Novalis, cujos "Fragments" e "Disciples de Saïs" ficarão entre os mais poderosos esforços do espírito hu­mano, escrevia:

"Parece ao homem que ele está empenhado numa con­versa e que algum ser desconhecido e espiritual o determina, de maneira maravilhosa, a desenvolver os pensamentos mais evidentes. Esse ente deve ser superior e homogêneo, porque se põe em relação com o homem de tal maneira que não é possível a um ser sujeito aos fenômenos."

Convém lembrar também a célebre inspiração de Jean-Jacques Rousseau descrita por ele próprio e que, por assim dizer, ficou clássica:

"Eu ia ver Diderot, prisioneiro em Vincennes. Tinha no bolso um Mercure de France, que me pus a folhear durante o caminho. Deparou-se-me a questão da Academia de Dijon,que motivou meu primeiro escrito. Se jamais alguma coisa se pareceu com uma inspiração sutil, foi o movimento que se operou em mim com esta leitura. De repente senti o espí­rito deslumbrado por mil luzes. Multidões de idéias vivas apresentam-se ao mesmo tempo com uma força e uma confiança que me lançaram numa perturbação inexprimível. Sinto a cabeça tomada de um atordoamento semelhante ã embriaguez. Oprime-me e anseia-me o peito violenta palpitarão. Não me sendo possível caminhar por não poder respigar, deixo-me cair debaixo de uma árvore da avenida e passo ali meia hora em tal agitação que, ao levantar-me, vi mo­lhada de lágrimas toda a frente do paletó sem ter percebido que houvesse chorado. Oh!

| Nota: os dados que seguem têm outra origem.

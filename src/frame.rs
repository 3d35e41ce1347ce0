pub mod grid;
pub mod source;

Se alguma, vez me tivesse sido possível escrever a quarta parte do que vi debaixo daquela árvore, com que clareza teria feito ver todas as contradições do sistema social, com que força teria exposto todos os abusos de nossas instituições, com que simplicidade teria demons­trado que o homem é naturalmente bom. .. Tudo o que pude reter daquela massa de grandes verdades que, dentro de um quarto de hora, me iluminaram debaixo daquela árvore, foi facilmente disseminado em meus três principais escritos, a saber: este primeiro discurso, o da Desigualdade e o Tratado da Educação... Tudo mais se perdeu e não houve, escrito no próprio lugar, senão a prosopopéia de Fabrícius."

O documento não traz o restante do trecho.